After the board fired the first 2 or 3 people who didn't like what he was doing, everybody got out of the way and let him fix it.

He used Microsoft Excel and Word as the front end because hospital people know how to use them.  He basically turned all the medical records into a giant spreadsheet and Word document.

Instead of training, he'd put a computer in a nursing area with a sign, "System under test.  Do not touch."

Nurses are curious; they'd try it.  If they didn't like it, they'd stop using it, and he'd throw it away.  If they kept using it, he'd improve it.  The system goes in with no training at all.  Emergency room waits were eliminated, and the hospital handled twice as many patients with no increase in staff.

The "giant spreadsheet" approach lets nurses and doctors do their own medical studies.  They can separate patients by age, gender, diseases, drugs, and even by zip code.

One doctor asked the computer to list patients who visited the emergency room, went home, came back for the same complaint within a week, and later died of it.  There were few enough of these patients that he was able to find a common symptom.  He persuaded the hospital to change admission criteria so that people with those symptoms would be admitted to the hospital instead of being sent home - this saved lives.  He later found cases where patients were admitted unnecessarily; changing the rules for those cases saved money.

One nurse lived near an incinerator.  When her town started discussing whether to stop using the incinerator, she went to her terminal.  She put in dates when the incinerator ran and asked the computer to plot incinerator runs against babies from her zip code admitted to the hospital for lung problems.  Sure enough, a day or two after the incinerator ran, there was a spike in babies who couldn't breathe coming to the hospital.

At the next meeting, she showed her data.  "I think this thing makes babies sick," she said, "and I don't think it's good for the rest of us either."  The incinerator was shut down.

The man in charge of developing the military records system saw a demo.  He realized that this software would work for the military, but since the contracts were already let, he had no choice but to watch another $300 million of our money go down the drain.

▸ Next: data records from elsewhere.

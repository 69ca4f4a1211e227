//! Interactive collection of playback settings

use std::io::{BufRead, Write};

use clickback_core::{Error, ErrorCode, Result};
use clickback_recorder::config::{DEFAULT_CLICK_DELAY_MS, DEFAULT_KEY_DELAY_MS};
use clickback_recorder::PlaybackConfig;

pub const REPEAT_QUESTION: &str = "Before starting, how many times would you like to play back your movements?\n\
     Please enter an integer: ";
const CLICK_QUESTION: &str = "Please enter time between clicks in ms (example `1000`): ";
const KEY_QUESTION: &str = "Please enter time between keystrokes in ms (example `500`): ";

/// Ask `question` until an integer >= 1 is entered, at most `max_attempts` times
pub fn prompt_positive<R: BufRead, W: Write>(
    input: &mut R,
    output: &mut W,
    question: &str,
    max_attempts: u32,
) -> Result<u32> {
    for attempt in 1..=max_attempts {
        write!(output, "{}", question)?;
        output.flush()?;

        let mut line = Vec::new();
        if input.read_until(b'\n', &mut line)? == 0 {
            writeln!(output)?;
            return Err(Error::invalid_configuration("input", "no more input to read"));
        }

        let answer = std::str::from_utf8(&line).map(str::trim);
        match answer.map(str::parse::<u32>) {
            Ok(Ok(value)) if value >= 1 => return Ok(value),
            _ => {
                tracing::debug!(attempt, input = %String::from_utf8_lossy(&line).trim(), "rejected");
                writeln!(output, "Invalid input. Please enter a positive integer.")?;
                writeln!(output, "Attempt {} of {}.\n", attempt, max_attempts)?;
            }
        }
    }

    writeln!(output, "Too many invalid attempts. Exiting program.")?;
    Err(Error::new(ErrorCode::InvalidConfiguration, "Too many invalid attempts")
        .with_suggestions(vec!["Pass --repeat, --click-delay and --key-delay on the command line".to_string()]))
}

/// Prompts on one reader/writer pair with a shared retry budget per question
pub struct Prompter<R, W> {
    input: R,
    output: W,
    max_attempts: u32,
}

impl<R: BufRead, W: Write> Prompter<R, W> {
    pub fn new(input: R, output: W, max_attempts: u32) -> Self {
        Self {
            input,
            output,
            max_attempts,
        }
    }

    /// `given` if it was supplied up front, otherwise ask
    pub fn value_or_prompt(&mut self, given: Option<u32>, question: &str) -> Result<u32> {
        match given {
            Some(value) => Ok(value),
            None => prompt_positive(&mut self.input, &mut self.output, question, self.max_attempts),
        }
    }

    /// Delay tuning after recording. Only asks for what was not supplied.
    pub fn playback(
        &mut self,
        repeat: u32,
        click_delay: Option<u32>,
        key_delay: Option<u32>,
    ) -> Result<PlaybackConfig> {
        if click_delay.is_none() || key_delay.is_none() {
            write!(
                self.output,
                "Great! Now that we have that recorded you should fine-tune the time between each keystroke and mouse click.\n\
                 You should keep in mind there can be loading time between each click. \
                 If you don't have to worry about loading time then keep the time short.\n\n\
                 Defaults:\n\
                 Time between clicks = {}ms\n\
                 Time between keystrokes = {}ms\n\n",
                DEFAULT_CLICK_DELAY_MS, DEFAULT_KEY_DELAY_MS,
            )?;
        }

        let click = self.value_or_prompt(click_delay, CLICK_QUESTION)?;
        let key = self.value_or_prompt(key_delay, KEY_QUESTION)?;
        PlaybackConfig::new(repeat, click, key)
    }
}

The fourth reason we don't need the government to develop a medical record system is that Microsoft is about to release a "medical vault."  As described in Bill Gates' op-ed piece in the Oct. 5 Wall Street Journal p A17, Microsoft plans to let patients store medical records for free and make money selling advertising.  There are privacy issues, of course, but I suspect that Microsoft will let each user specify what sorts of searches to permit.  I'm used to Google's computers reading my email and offering me ads; I've even bought from one or two.  I'd have no problem letting Microsoft's computers read my medical records, read what medicines I'm taking, and warn me about unusual interactions.  Depending on the disease, I might let Microsoft recommend alternate treatments.

Government-oriented folks like Hillary and Obama don't trust people like you or me to make medical decisions, but I do.  I'd love to enter my medical history, all the drugs and vitamins I take, and my diet if Microsoft would let me, and ask the computer for advice, particularly if Microsoft's medical search engine could point me at the literature.

What if doctors don't like Microsoft?  Once I have all my medical records in Microsoft's vault, if a doctor wants my business, he'll put his information where I can get it.  He can keep a copy for himself if he puts a copy in my vault where other doctors can see it if necessary.

Microsoft would be happy to take our $10 billion if Sen. Obama offers it, but it would be far better to leave things alone.  Microsoft is pretty good at marketing; they and their customers will convert the medical records system if the government stays out of the way.  Soon after Microsoft announced its vault, Google chimed in with a similar offer.

Sen. Obama is correct in saying that we need a medical records system, but the best way to get one is for the government to do nothing and stay out of the way.  He'd do us a lot more good if he could figure out a way to keep people from visiting the doctor when they don't need to.